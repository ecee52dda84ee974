//! Symmetric eigensolver and eigengap selection.
//!
//! # Jacobi
//!
//! [`JacobiEigen`] diagonalizes a symmetric matrix by repeatedly rotating
//! on its largest off-diagonal entry. After every rotation the eigenvalue
//! matrix is rebuilt as `V^T A V` from the input and the accumulated
//! rotations, and the solver stops when the off-diagonal energy
//! (`sum of A[i,j]^2, i != j`) stops dropping by more than
//! [`JacobiSettings::epsilon`] or after [`JacobiSettings::max_rotations`].
//!
//! # Eigengap
//!
//! [`SpectralSelection`] sorts the eigenpairs by eigenvalue, descending,
//! and picks the number of clusters `k` at the largest gap
//! `lambda[i] - lambda[i + 1]` among the first `n / 2` positions.
//!
//! # Example
//!
//! ```
//! use spectral_core::{select_k, solve_eigen, DynMatrix};
//!
//! // Two loosely coupled pairs.
//! let a = DynMatrix::from_rows(4, 4, &[
//!     5.0_f64, 0.1, 0.0, 0.0,
//!     0.1, 5.0, 0.0, 0.0,
//!     0.0, 0.0, 1.0, 0.1,
//!     0.0, 0.0, 0.1, 1.0,
//! ]).unwrap();
//!
//! let (vecs, vals) = solve_eigen(&a).unwrap();
//! let (k, sorted_vals, _sorted_vecs) = select_k(&vals, &vecs).unwrap();
//!
//! assert_eq!(k, 2);
//! assert!((sorted_vals[(0, 0)] - 5.1).abs() < 1e-9);
//! ```

mod eigengap;
mod jacobi;

pub use eigengap::{
    argsort_desc, eigengap_index, select_k, sort_eigenpairs_desc, spectral_embedding,
    SpectralSelection,
};
pub use jacobi::{solve_eigen, solve_eigen_with, JacobiEigen, JacobiSettings};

_WORK REQUEST_
All entries given above should be transcribed exactly, with none omitted.

_ANSWER SPACE_
repository ecee52dda84ee974
//! Symmetric eigensolver and eigengap selection.
//!
//! # Jacobi
//!
//! [`JacobiEigen`] diagonalizes a symmetric matrix by repeatedly rotating
//! on its largest off-diagonal entry. After every rotation the eigenvalue
//! matrix is rebuilt as `V^T A V` from the input and the accumulated
//! rotations, and the solver stops when the off-diagonal energy
//! (`sum of A[i,j]^2, i != j`) stops dropping by more than
//! [`JacobiSettings::epsilon`] or after [`JacobiSettings::max_rotations`].
//!
//! # Eigengap
//!
//! [`SpectralSelection`] sorts the eigenpairs by eigenvalue, descending,
//! and picks the number of clusters `k` at the largest gap
//! `lambda[i] - lambda[i + 1]` among the first `n / 2` positions.
//!
//! # Example
//!
//! ```
//! use spectral_core::{select_k, solve_eigen, DynMatrix};
//!
//! // Two loosely coupled pairs.
//! let a = DynMatrix::from_rows(4, 4, &[
//!     5.0_f64, 0.1, 0.0, 0.0,
//!     0.1, 5.0, 0.0, 0.0,
//!     0.0, 0.0, 1.0, 0.1,
//!     0.0, 0.0, 0.1, 1.0,
//! ]).unwrap();
//!
//! let (vecs, vals) = solve_eigen(&a).unwrap();
//! let (k, sorted_vals, _sorted_vecs) = select_k(&vals, &vecs).unwrap();
//!
//! assert_eq!(k, 2);
//! assert!((sorted_vals[(0, 0)] - 5.1).abs() < 1e-9);
//! ```

mod eigengap;
mod jacobi;

pub use eigengap::{
    argsort_desc, eigengap_index, select_k, sort_eigenpairs_desc, spectral_embedding,
    SpectralSelection,
};
pub use jacobi::{solve_eigen, solve_eigen_with, JacobiEigen, JacobiSettings};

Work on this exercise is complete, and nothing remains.